• Study material:

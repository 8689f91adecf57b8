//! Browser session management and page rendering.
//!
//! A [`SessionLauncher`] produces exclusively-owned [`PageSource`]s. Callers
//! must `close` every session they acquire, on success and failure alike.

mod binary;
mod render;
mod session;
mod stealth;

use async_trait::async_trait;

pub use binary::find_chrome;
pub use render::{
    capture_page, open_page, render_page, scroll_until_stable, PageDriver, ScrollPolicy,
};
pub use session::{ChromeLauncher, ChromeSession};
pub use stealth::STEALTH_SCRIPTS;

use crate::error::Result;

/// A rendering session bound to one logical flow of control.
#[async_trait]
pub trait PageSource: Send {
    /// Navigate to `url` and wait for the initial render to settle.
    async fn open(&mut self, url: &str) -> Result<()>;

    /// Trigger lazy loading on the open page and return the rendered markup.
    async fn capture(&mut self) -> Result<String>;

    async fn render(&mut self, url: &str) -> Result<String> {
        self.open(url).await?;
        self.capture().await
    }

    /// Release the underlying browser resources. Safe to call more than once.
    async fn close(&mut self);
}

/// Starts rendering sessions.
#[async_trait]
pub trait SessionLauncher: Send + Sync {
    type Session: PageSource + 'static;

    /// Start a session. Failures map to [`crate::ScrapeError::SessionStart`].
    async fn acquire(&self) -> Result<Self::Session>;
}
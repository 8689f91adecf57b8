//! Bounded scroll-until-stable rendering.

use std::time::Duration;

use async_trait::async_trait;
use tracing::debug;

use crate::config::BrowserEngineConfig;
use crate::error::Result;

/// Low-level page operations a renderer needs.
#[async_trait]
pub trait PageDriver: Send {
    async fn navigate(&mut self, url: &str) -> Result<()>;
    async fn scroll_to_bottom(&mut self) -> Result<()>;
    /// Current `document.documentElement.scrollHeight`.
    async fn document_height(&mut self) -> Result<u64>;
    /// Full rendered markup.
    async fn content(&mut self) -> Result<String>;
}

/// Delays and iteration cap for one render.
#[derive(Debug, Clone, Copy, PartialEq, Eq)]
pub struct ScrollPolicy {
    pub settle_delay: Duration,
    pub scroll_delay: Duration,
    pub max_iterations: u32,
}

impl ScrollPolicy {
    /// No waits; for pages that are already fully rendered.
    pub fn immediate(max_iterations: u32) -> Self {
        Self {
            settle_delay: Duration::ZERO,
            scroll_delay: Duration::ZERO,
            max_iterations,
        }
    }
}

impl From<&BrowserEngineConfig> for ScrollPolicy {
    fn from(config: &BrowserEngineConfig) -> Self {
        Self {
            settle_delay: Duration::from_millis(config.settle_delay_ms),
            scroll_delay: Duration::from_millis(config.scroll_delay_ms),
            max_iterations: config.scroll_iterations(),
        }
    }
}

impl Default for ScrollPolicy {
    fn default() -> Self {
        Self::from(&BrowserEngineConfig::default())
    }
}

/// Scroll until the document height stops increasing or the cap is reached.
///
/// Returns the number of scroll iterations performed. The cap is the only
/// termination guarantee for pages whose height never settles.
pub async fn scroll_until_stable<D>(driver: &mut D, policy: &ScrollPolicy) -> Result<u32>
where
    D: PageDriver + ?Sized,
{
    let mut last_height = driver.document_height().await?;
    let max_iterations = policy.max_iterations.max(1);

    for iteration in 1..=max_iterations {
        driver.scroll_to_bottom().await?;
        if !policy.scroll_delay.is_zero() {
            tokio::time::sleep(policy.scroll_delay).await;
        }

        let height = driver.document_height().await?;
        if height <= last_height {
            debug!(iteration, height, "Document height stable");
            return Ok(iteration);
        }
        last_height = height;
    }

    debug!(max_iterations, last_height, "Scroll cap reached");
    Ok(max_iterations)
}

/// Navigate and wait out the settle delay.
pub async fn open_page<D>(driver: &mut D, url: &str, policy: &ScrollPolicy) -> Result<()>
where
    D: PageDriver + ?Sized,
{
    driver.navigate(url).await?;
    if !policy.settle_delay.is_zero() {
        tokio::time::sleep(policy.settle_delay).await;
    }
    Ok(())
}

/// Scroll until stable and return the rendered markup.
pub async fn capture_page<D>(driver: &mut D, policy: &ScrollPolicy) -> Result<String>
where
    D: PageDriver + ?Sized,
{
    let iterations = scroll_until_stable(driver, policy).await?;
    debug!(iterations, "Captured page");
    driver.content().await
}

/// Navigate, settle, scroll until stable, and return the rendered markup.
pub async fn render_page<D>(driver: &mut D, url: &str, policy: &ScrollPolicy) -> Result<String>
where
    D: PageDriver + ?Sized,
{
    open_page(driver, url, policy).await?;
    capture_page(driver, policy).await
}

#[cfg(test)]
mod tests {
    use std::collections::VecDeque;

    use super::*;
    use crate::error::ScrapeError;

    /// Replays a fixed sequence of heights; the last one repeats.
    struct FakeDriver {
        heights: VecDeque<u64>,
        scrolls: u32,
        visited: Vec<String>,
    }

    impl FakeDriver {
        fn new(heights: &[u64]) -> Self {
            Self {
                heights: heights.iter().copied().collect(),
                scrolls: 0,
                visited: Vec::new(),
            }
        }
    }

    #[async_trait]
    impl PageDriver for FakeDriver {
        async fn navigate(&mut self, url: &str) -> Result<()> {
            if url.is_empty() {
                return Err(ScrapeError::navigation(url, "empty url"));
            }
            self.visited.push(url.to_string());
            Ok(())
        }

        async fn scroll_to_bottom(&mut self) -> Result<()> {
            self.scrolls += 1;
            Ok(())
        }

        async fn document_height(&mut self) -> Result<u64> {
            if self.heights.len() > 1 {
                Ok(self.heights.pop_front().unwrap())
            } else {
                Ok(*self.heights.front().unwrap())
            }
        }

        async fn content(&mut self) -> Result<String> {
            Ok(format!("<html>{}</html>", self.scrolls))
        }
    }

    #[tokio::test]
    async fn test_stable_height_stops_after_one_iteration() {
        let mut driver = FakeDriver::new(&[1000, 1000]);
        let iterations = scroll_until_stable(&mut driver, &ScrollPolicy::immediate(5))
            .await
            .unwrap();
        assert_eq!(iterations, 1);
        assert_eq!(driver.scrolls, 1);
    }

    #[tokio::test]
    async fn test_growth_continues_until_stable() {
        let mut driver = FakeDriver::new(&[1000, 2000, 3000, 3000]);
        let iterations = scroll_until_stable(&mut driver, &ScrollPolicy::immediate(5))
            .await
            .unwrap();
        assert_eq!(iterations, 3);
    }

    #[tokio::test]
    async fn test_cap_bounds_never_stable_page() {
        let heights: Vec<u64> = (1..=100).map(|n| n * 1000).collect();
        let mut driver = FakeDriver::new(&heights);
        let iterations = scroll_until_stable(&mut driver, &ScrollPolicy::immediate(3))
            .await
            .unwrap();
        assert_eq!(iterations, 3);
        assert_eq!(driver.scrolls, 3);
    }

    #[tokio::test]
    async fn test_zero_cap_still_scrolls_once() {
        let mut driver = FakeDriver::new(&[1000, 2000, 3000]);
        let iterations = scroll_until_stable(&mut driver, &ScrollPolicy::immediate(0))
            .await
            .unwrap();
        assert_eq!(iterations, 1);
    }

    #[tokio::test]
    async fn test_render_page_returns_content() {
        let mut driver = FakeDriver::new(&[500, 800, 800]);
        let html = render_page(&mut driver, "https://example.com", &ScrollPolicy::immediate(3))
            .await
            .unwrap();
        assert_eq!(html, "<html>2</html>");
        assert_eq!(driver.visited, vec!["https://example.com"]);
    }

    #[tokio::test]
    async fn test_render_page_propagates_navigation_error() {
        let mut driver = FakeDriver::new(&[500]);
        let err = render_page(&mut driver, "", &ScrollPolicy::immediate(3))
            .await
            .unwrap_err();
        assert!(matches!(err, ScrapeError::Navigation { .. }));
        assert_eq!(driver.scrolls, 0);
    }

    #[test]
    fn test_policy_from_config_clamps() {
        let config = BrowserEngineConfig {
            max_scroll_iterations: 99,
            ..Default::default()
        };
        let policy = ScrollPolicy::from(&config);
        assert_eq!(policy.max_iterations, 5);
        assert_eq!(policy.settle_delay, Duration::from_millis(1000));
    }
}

• What is needed: From the records above, print only the lines between the one holding "tokio::time::sleep(policy.settle_delay).await;" and the one holding "use crate::error::ScrapeError;", inclusive, exactly as they stand.

• Final answer:
        tokio::time::sleep(policy.settle_delay).await;
    }
    Ok(())
}

/// Scroll until stable and return the rendered markup.
pub async fn capture_page<D>(driver: &mut D, policy: &ScrollPolicy) -> Result<String>
where
    D: PageDriver + ?Sized,
{
    let iterations = scroll_until_stable(driver, policy).await?;
    debug!(iterations, "Captured page");
    driver.content().await
}

/// Navigate, settle, scroll until stable, and return the rendered markup.
pub async fn render_page<D>(driver: &mut D, url: &str, policy: &ScrollPolicy) -> Result<String>
where
    D: PageDriver + ?Sized,
{
    open_page(driver, url, policy).await?;
    capture_page(driver, policy).await
}

#[cfg(test)]
mod tests {
    use std::collections::VecDeque;

    use super::*;
    use crate::error::ScrapeError;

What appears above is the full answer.